> _TASK DATA_
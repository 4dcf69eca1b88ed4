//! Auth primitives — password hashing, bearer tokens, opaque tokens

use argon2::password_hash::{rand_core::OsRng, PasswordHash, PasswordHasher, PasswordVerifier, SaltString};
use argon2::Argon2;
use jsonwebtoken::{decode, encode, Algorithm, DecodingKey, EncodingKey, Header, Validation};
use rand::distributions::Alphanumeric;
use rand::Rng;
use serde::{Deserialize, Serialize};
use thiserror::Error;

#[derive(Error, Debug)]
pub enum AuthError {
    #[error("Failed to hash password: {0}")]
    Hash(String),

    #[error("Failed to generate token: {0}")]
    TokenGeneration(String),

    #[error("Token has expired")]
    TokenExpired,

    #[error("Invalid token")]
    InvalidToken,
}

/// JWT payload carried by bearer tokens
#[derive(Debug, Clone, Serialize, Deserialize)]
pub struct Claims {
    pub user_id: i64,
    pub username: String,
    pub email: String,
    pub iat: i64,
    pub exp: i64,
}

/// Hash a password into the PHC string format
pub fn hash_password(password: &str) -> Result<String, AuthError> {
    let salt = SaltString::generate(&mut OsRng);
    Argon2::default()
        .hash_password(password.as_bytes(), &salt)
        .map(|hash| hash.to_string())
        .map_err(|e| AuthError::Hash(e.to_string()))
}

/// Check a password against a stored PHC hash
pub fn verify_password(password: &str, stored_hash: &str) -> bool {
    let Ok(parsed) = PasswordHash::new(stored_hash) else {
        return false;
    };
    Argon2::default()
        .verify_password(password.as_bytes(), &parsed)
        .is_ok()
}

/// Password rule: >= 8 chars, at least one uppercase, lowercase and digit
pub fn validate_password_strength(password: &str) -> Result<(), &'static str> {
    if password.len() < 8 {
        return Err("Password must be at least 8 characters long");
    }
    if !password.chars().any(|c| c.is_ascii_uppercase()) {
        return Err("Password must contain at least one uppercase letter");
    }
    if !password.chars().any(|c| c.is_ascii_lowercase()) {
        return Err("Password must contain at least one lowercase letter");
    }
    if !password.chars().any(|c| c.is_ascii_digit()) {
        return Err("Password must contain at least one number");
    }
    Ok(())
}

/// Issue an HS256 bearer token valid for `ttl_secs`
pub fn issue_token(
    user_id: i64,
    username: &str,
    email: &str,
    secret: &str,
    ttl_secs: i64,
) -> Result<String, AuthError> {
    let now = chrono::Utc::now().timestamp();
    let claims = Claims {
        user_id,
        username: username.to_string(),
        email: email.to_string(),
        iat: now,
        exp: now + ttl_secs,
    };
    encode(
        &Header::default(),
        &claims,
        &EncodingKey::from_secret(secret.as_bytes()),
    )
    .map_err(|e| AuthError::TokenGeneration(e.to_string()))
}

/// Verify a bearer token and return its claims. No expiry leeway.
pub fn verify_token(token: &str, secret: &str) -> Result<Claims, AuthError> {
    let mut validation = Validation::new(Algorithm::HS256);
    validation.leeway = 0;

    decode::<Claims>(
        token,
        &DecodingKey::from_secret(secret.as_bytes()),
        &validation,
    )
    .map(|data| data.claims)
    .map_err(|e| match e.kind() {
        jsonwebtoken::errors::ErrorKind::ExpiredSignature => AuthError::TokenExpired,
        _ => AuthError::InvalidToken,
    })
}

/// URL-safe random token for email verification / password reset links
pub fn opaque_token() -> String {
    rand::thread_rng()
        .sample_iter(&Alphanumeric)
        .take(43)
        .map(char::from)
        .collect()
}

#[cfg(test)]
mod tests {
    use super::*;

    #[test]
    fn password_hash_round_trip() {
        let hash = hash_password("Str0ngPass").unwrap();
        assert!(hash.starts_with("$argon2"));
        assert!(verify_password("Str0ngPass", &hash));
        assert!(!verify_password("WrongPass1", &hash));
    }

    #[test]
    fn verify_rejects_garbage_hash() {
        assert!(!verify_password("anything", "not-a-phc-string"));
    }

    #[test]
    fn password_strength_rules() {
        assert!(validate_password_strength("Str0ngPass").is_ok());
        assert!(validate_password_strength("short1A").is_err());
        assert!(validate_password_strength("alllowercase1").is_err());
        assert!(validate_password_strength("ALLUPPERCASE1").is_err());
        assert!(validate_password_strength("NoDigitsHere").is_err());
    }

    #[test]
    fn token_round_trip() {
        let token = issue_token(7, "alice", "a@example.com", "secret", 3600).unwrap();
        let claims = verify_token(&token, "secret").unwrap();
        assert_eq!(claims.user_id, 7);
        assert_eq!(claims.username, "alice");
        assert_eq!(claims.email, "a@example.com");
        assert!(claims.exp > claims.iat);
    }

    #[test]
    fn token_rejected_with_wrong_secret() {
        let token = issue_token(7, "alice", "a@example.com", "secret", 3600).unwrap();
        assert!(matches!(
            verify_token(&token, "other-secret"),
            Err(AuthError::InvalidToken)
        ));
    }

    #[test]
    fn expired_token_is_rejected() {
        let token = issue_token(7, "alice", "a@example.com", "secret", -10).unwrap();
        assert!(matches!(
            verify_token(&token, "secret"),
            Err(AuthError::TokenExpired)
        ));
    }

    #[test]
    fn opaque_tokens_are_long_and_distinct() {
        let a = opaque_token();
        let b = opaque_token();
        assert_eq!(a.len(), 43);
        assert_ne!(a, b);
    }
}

==

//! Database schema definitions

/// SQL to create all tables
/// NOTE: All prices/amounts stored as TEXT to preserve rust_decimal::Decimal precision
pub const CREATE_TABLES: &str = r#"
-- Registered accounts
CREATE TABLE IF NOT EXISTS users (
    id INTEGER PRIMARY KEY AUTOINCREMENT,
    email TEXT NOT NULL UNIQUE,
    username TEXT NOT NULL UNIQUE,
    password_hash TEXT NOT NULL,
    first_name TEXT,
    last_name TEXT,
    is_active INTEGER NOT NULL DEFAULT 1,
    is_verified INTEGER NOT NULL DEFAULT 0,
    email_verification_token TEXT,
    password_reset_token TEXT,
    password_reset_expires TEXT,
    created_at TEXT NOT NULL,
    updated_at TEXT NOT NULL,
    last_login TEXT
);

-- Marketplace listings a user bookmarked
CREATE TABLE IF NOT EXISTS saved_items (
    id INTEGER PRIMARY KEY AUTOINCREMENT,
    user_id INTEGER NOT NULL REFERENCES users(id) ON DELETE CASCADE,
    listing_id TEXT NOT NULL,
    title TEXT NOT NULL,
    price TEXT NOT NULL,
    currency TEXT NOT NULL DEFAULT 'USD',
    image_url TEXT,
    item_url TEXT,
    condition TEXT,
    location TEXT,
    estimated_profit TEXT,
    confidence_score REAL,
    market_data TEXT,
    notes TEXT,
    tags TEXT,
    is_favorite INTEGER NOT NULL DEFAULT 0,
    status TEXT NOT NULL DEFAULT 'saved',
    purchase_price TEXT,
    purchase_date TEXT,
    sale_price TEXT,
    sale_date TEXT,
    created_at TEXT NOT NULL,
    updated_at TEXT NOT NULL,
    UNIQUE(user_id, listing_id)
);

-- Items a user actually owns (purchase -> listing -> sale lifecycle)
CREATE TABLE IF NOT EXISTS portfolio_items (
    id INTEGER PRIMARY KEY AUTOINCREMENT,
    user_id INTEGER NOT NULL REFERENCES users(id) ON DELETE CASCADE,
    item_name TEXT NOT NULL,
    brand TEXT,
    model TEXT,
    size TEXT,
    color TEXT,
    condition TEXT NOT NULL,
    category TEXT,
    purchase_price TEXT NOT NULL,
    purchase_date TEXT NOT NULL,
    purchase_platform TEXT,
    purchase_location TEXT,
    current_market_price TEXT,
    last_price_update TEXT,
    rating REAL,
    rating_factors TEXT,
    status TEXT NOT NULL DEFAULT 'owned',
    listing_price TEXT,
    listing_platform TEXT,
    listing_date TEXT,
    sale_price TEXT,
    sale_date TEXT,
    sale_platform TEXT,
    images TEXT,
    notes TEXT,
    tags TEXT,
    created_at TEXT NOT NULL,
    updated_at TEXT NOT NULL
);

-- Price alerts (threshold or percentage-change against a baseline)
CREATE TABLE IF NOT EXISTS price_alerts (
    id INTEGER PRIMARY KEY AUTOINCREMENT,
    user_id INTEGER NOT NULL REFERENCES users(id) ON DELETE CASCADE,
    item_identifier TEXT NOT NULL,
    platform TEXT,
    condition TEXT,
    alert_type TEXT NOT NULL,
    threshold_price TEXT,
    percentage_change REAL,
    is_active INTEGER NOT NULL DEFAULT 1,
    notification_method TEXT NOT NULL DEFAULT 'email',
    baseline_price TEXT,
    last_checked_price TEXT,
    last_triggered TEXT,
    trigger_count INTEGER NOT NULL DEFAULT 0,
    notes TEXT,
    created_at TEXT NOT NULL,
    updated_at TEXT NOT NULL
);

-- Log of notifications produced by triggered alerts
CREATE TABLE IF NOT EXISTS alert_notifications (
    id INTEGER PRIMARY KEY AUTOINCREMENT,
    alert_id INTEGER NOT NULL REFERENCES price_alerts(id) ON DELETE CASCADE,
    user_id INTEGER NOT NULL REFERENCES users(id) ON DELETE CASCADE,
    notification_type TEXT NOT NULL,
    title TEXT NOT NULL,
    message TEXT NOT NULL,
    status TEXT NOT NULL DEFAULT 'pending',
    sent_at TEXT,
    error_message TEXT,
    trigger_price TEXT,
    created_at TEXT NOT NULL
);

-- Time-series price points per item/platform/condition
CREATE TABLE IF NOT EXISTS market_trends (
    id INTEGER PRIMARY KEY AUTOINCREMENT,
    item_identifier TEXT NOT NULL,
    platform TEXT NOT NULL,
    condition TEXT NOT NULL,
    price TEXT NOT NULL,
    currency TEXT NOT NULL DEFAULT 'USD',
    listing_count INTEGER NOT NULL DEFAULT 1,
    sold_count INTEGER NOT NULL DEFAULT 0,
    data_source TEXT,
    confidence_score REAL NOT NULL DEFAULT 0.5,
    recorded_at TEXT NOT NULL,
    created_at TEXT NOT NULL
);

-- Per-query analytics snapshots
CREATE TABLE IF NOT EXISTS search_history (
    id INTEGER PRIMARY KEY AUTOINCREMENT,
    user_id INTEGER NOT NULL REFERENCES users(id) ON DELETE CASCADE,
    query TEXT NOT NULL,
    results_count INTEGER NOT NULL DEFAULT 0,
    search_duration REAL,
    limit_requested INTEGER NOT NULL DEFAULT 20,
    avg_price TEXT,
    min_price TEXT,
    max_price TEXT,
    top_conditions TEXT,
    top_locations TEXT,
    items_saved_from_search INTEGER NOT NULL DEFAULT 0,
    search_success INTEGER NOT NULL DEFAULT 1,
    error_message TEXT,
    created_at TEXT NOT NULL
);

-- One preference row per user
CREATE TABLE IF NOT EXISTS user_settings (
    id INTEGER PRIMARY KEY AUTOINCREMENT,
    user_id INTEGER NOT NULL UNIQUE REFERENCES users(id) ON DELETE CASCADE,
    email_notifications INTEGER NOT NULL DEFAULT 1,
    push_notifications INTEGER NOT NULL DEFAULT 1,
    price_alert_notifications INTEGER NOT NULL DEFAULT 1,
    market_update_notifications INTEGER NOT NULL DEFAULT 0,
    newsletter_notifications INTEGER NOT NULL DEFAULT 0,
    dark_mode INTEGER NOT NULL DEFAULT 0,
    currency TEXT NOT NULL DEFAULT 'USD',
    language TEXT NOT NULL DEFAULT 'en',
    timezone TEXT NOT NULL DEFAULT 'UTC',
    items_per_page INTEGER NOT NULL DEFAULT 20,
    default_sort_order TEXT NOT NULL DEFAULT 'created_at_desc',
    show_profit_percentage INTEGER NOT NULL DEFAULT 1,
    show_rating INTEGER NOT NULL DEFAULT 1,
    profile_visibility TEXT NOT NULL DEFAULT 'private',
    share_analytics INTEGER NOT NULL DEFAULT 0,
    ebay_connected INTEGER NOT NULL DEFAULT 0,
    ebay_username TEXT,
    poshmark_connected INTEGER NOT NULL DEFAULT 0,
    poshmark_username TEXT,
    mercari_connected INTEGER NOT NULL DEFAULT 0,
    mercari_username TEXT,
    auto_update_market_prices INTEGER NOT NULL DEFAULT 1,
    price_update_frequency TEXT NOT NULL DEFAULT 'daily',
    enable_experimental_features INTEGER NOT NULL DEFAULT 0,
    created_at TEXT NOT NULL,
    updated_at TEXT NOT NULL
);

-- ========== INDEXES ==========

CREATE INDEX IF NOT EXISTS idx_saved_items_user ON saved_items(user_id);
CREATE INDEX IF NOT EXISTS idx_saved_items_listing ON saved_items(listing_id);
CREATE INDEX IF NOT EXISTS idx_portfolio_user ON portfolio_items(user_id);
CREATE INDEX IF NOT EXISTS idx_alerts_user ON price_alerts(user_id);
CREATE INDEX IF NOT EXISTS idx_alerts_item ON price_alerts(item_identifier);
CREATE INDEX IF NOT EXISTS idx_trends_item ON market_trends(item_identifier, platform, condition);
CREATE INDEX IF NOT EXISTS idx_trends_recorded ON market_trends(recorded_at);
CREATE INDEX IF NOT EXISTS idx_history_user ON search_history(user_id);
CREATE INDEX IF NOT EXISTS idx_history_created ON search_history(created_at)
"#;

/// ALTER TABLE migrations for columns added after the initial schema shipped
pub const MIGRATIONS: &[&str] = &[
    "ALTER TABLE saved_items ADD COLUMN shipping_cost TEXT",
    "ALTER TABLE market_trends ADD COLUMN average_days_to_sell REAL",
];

> _TRY IT_
Starting at the line above that contains "repository 4dcf69eca1b88ed4", write out each line exactly until the line that contains "PHC string format" has been written, and stop there.

> _ANSWER TO THE EXERCISE_
repository 4dcf69eca1b88ed4
//! Auth primitives — password hashing, bearer tokens, opaque tokens

use argon2::password_hash::{rand_core::OsRng, PasswordHash, PasswordHasher, PasswordVerifier, SaltString};
use argon2::Argon2;
use jsonwebtoken::{decode, encode, Algorithm, DecodingKey, EncodingKey, Header, Validation};
use rand::distributions::Alphanumeric;
use rand::Rng;
use serde::{Deserialize, Serialize};
use thiserror::Error;

#[derive(Error, Debug)]
pub enum AuthError {
    #[error("Failed to hash password: {0}")]
    Hash(String),

    #[error("Failed to generate token: {0}")]
    TokenGeneration(String),

    #[error("Token has expired")]
    TokenExpired,

    #[error("Invalid token")]
    InvalidToken,
}

/// JWT payload carried by bearer tokens
#[derive(Debug, Clone, Serialize, Deserialize)]
pub struct Claims {
    pub user_id: i64,
    pub username: String,
    pub email: String,
    pub iat: i64,
    pub exp: i64,
}

/// Hash a password into the PHC string format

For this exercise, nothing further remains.